MASsoft™ for Windows® provides a deterministic, deterministic real-time acquisition engine with configurable scan modes: discrete mass monitoring (single-ion counting), stepped-scan profiling (user-defined mass windows), and full-spectrum acquisition (up to 10 Hz frame rate). All raw data—including ion counts, dwell times, electron energy settings, and detector voltage—are stored in vendor-neutral HDF5 format with embedded metadata (chamber pressure, substrate temperature, shutter status). Batch processing tools enable post-run quantification using pre-calibrated relative sensitivity factors (RSFs) traceable to NIST SRM 1967 (gas mixture standards). Export options include CSV, MATLAB .mat, and ASCII-compatible formats suitable for integration with MATLAB-based growth modeling frameworks (e.g., kinetic Monte Carlo simulations).

Applications

• In situ stoichiometry verification during III–V and II–VI semiconductor heterostructure growth
• Real-time detection of cracking efficiency and beam homogeneity from valved arsenic/oxygen sources
• Contamination diagnostics—identifying and quantifying residual gases (H₂O, CO, N₂, O₂, hydrocarbons) contributing to point defects or interface states
• Calibration-free flux ratio determination for multicomponent alloy growth (e.g., InGaAs, AlGaAs)
• Time-of-flight synchronized MBE studies coupled with pulsed laser deposition (PLD) or atomic layer epitaxy (ALE)
• Fundamental surface science investigations including adsorption kinetics, desorption activation energies, and reaction intermediates in catalytic MBE

FAQ

Can the XBS be used for non-MBE vacuum processes, such as sputtering or CVD?

Yes—the XBS operates effectively in any UHV or HV environment where partial pressure analysis of reactive or inert gases is required. Its robust ion source design and wide mass range support applications in plasma etching endpoint detection, residual gas analysis in deposition tools, and catalyst surface reaction monitoring.
Is calibration required before each MBE run?

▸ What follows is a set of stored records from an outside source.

//! SHA-256 based primitives used by the exchange.

use std::num::NonZeroU32;

use rand::distributions::{Distribution, Uniform};
use rand::{CryptoRng, Rng};
use ring::digest::{self, SHA256};
use ring::{constant_time, hmac, pbkdf2};

use crate::SHA256_LEN;

/// SHA-256 digest of `data`.
pub fn hash(data: &[u8]) -> [u8; SHA256_LEN] {
    to_array(digest::digest(&SHA256, data).as_ref())
}

/// HMAC-SHA-256 of `message` under `key`.
pub fn hmac(key: &[u8], message: &[u8]) -> [u8; SHA256_LEN] {
    let key = hmac::Key::new(hmac::HMAC_SHA256, key);
    to_array(hmac::sign(&key, message).as_ref())
}

/// Element-wise XOR of two equally long byte strings.
///
/// # Panics
///
/// Panics if the lengths differ.
pub fn xor(a: &[u8], b: &[u8]) -> Vec<u8> {
    assert_eq!(a.len(), b.len(), "xor operands differ in length");
    a.iter().zip(b).map(|(x, y)| x ^ y).collect()
}

/// The `Hi` function of RFC5802: PBKDF2 with HMAC-SHA-256 and a single output block.
pub fn derive_key(password: &[u8], salt: &[u8], iterations: NonZeroU32) -> [u8; SHA256_LEN] {
    let mut salted_password = [0u8; SHA256_LEN];
    pbkdf2::derive(pbkdf2::PBKDF2_HMAC_SHA256,
                   iterations,
                   salt,
                   password,
                   &mut salted_password);
    salted_password
}

/// Generates `len` random printable characters, never a comma.
///
/// Each byte is drawn from `0x21..=0x7E`, a comma is replaced by `~`.
pub fn random_nonce<R: Rng + CryptoRng>(rng: &mut R, len: usize) -> String {
    let range = Uniform::new_inclusive(0x21u8, 0x7Eu8);
    range
        .sample_iter(rng)
        .take(len)
        .map(|x| if x == b',' { '~' } else { char::from(x) })
        .collect()
}

/// Compares two byte strings in time independent of where they differ.
pub fn constant_time_eq(a: &[u8], b: &[u8]) -> bool {
    constant_time::verify_slices_are_equal(a, b).is_ok()
}

fn to_array(bytes: &[u8]) -> [u8; SHA256_LEN] {
    let mut out = [0u8; SHA256_LEN];
    out.copy_from_slice(bytes);
    out
}

#[cfg(test)]
mod tests {
    use rand::rngs::{OsRng, StdRng};
    use rand::SeedableRng;

    use super::*;

    #[test]
    fn sha256_known_answer() {
        assert_eq!(base64::encode(hash(b"abc")), "ungWv48Bz+pBQUDeXa4iI7ADYaOWF3qctBD/YfIAFa0=");
    }

    // RFC 4231 test case 2.
    #[test]
    fn hmac_known_answer() {
        let mac = hmac(b"Jefe", b"what do ya want for nothing?");
        assert_eq!(base64::encode(mac), "W9zBRr9gdU5qBCQmCJV1x1oAPwidJzmDnexYuWTsOEM=");
    }

    #[test]
    fn derive_key_matches_rfc7677() {
        let salt = base64::decode("W22ZaJ0SNY7soEsUEjb6gQ==").unwrap();
        let iterations = NonZeroU32::new(4096).unwrap();
        let first = derive_key(b"pencil", &salt, iterations);
        let second = derive_key(b"pencil", &salt, iterations);
        assert_eq!(first, second);
        assert_eq!(first.len(), SHA256_LEN);
        assert_eq!(base64::encode(first), "xKSVEDI6tPlSysH6mUQZOeeOp01r6B3fcJbodRPcYV0=");
    }

    #[test]
    fn derive_key_single_iteration_is_one_hmac() {
        let salted = derive_key(b"password", b"salt", NonZeroU32::new(1).unwrap());
        assert_eq!(salted, hmac(b"password", b"salt\x00\x00\x00\x01"));
    }

    #[test]
    fn xor_bytes() {
        assert_eq!(xor(&[0b1010, 0xFF], &[0b0110, 0x0F]), vec![0b1100, 0xF0]);
    }

    #[test]
    #[should_panic]
    fn xor_length_mismatch_panics() {
        xor(&[1, 2], &[1]);
    }

    #[test]
    fn nonce_never_contains_comma() {
        let mut rng = OsRng;
        for len in 0..1000 {
            let nonce = random_nonce(&mut rng, len % 64);
            assert_eq!(nonce.len(), len % 64);
            assert!(!nonce.contains(','));
            assert!(nonce.bytes().all(|b| (0x21..=0x7E).contains(&b)));
        }
    }

    #[test]
    fn nonce_is_deterministic_for_seeded_rng() {
        let a = random_nonce(&mut StdRng::seed_from_u64(7), 24);
        let b = random_nonce(&mut StdRng::seed_from_u64(7), 24);
        assert_eq!(a, b);
    }

    #[test]
    fn constant_time_comparison() {
        assert!(constant_time_eq(b"abc", b"abc"));
        assert!(!constant_time_eq(b"abc", b"abd"));
        assert!(!constant_time_eq(b"abc", b"ab"));
    }
}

No. The XBS employs factory-characterized relative sensitivity factors (RSFs) traceable to NIST-certified gas standards. Users may perform optional single-point calibration using a known leak (e.g., Ar or N₂) to verify absolute pressure scaling; however, relative flux ratios remain stable without recalibration between runs.
How does the system handle beam divergence from multi-slot effusion cells?

The ±35° acceptance angle and 2 mm aperture provide sufficient solid angle coverage to integrate flux from typical 3–5 slot effusion cells without significant signal loss. Optional custom apertures (e.g., 1 mm slit) are available for high-resolution angular discrimination studies.
Does MASsoft™ support automated deposition rate feedback loops?

Yes—via programmable logic controller (PLC) interface or direct digital output (0–10 V analog or TTL), MASsoft™ can trigger shutter modulation or source temperature adjustments based on user-defined setpoints and PID parameters configured within the software.